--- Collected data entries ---

//! Rope-backed text buffer and UTF-16 offset utilities.
//!
//! Editing surfaces report carets, selections and edited ranges in UTF-16 code
//! units while Rust strings are UTF-8. Everything crossing that boundary goes
//! through the helpers here so the rest of the workspace can stay in one unit.
//! Offsets that would land between the two halves of a surrogate pair are
//! rejected rather than rounded.

use ropey::Rope;
use thiserror::Error;

pub mod diff;
pub mod filter;
mod range;

pub use range::{BufferSnapshot, EditingContent, Utf16Range};

#[derive(Debug, Clone, PartialEq, Eq, Error)]
pub enum TextError {
    #[error("range {range} outside buffer of length {len}")]
    InvalidRange { range: Utf16Range, len: usize },
    #[error("offset {offset} splits a surrogate pair")]
    SplitSurrogate { offset: usize },
}

/// Length of `s` in UTF-16 code units.
pub fn utf16_len(s: &str) -> usize {
    s.chars().map(char::len_utf16).sum()
}

/// Map a UTF-16 offset to a UTF-8 byte index into `s`.
pub fn utf16_to_byte(s: &str, offset: usize) -> Result<usize, TextError> {
    let mut units = 0usize;
    for (byte, ch) in s.char_indices() {
        if units == offset {
            return Ok(byte);
        }
        if units > offset {
            return Err(TextError::SplitSurrogate { offset });
        }
        units += ch.len_utf16();
    }
    match units.cmp(&offset) {
        std::cmp::Ordering::Equal => Ok(s.len()),
        std::cmp::Ordering::Greater => Err(TextError::SplitSurrogate { offset }),
        std::cmp::Ordering::Less => Err(TextError::InvalidRange {
            range: Utf16Range::caret(offset),
            len: units,
        }),
    }
}

/// Map a UTF-8 byte index (on a char boundary) to a UTF-16 offset.
pub fn byte_to_utf16(s: &str, byte: usize) -> usize {
    let byte = byte.min(s.len());
    debug_assert!(s.is_char_boundary(byte));
    utf16_len(&s[..byte])
}

/// Byte range of `range` inside `s`.
pub fn byte_range(s: &str, range: Utf16Range) -> Result<std::ops::Range<usize>, TextError> {
    let len = utf16_len(s);
    if !range.is_within(len) {
        return Err(TextError::InvalidRange { range, len });
    }
    let start = utf16_to_byte(s, range.location)?;
    let end = utf16_to_byte(s, range.end())?;
    Ok(start..end)
}

/// Borrow the UTF-16 range `range` of `s`.
pub fn slice_utf16(s: &str, range: Utf16Range) -> Result<&str, TextError> {
    let bytes = byte_range(s, range)?;
    Ok(&s[bytes])
}

/// Return `s` with `range` replaced by `replacement`.
pub fn replace_utf16(s: &str, range: Utf16Range, replacement: &str) -> Result<String, TextError> {
    let bytes = byte_range(s, range)?;
    let mut out = String::with_capacity(s.len() - bytes.len() + replacement.len());
    out.push_str(&s[..bytes.start]);
    out.push_str(replacement);
    out.push_str(&s[bytes.end..]);
    Ok(out)
}

/// A text buffer backed by a `ropey::Rope`, addressed in UTF-16 code units.
#[derive(Clone, Debug, Default)]
pub struct Buffer {
    rope: Rope,
}

impl Buffer {
    pub fn from_str(content: &str) -> Self {
        Self {
            rope: Rope::from_str(content),
        }
    }

    pub fn len_utf16(&self) -> usize {
        self.rope.len_utf16_cu()
    }

    pub fn text(&self) -> String {
        self.rope.to_string()
    }

    fn char_index(&self, offset: usize) -> Result<usize, TextError> {
        let len = self.len_utf16();
        if offset > len {
            return Err(TextError::InvalidRange {
                range: Utf16Range::caret(offset),
                len,
            });
        }
        let ch = self.rope.utf16_cu_to_char(offset);
        if self.rope.char_to_utf16_cu(ch) != offset {
            return Err(TextError::SplitSurrogate { offset });
        }
        Ok(ch)
    }

    fn char_range(&self, range: Utf16Range) -> Result<std::ops::Range<usize>, TextError> {
        let len = self.len_utf16();
        if !range.is_within(len) {
            return Err(TextError::InvalidRange { range, len });
        }
        Ok(self.char_index(range.location)?..self.char_index(range.end())?)
    }

    pub fn slice(&self, range: Utf16Range) -> Result<String, TextError> {
        let chars = self.char_range(range)?;
        Ok(self.rope.slice(chars).to_string())
    }

    /// Replace `range` with `text`; nothing is modified on error.
    pub fn replace(&mut self, range: Utf16Range, text: &str) -> Result<(), TextError> {
        let chars = self.char_range(range)?;
        let start = chars.start;
        if !chars.is_empty() {
            self.rope.remove(chars);
        }
        if !text.is_empty() {
            self.rope.insert(start, text);
        }
        Ok(())
    }

    /// Offset of the grapheme cluster boundary preceding `offset` (backspace
    /// target). Returns 0 at the start of the buffer.
    pub fn prev_grapheme_boundary(&self, offset: usize) -> Result<usize, TextError> {
        let ch = self.char_index(offset)?;
        if ch == 0 {
            return Ok(0);
        }
        let line = self.rope.char_to_line(ch);
        let line_start = self.rope.line_to_char(line);
        if line_start == ch {
            // Caret at the start of a line: step over the previous line
            // break, "\r\n" being a single cluster.
            let crlf = ch >= 2 && self.rope.char(ch - 2) == '\r' && self.rope.char(ch - 1) == '\n';
            let back = if crlf { 2 } else { 1 };
            return Ok(self.rope.char_to_utf16_cu(ch - back));
        }
        let prefix = self.rope.slice(line_start..ch).to_string();
        let last = grapheme::prev_boundary(&prefix, prefix.len());
        Ok(self.rope.char_to_utf16_cu(line_start) + byte_to_utf16(&prefix, last))
    }
}

/// Grapheme helpers operating on a single line.
pub mod grapheme {
    use unicode_segmentation::UnicodeSegmentation;

    /// Previous grapheme boundary (returns 0 if already at or below 1st boundary).
    pub fn prev_boundary(line: &str, byte: usize) -> usize {
        if byte == 0 || byte > line.len() {
            return 0;
        }
        let mut last = 0;
        for (idx, _) in line.grapheme_indices(true) {
            if idx >= byte {
                break;
            }
            last = idx;
        }
        last
    }
}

--- WHAT THE TASK ASKS ---
Show the lines of the entries that include the string "pair", copying each in full.

--- SOLVED EXERCISE ---
//! Offsets that would land between the two halves of a surrogate pair are
    #[error("offset {offset} splits a surrogate pair")]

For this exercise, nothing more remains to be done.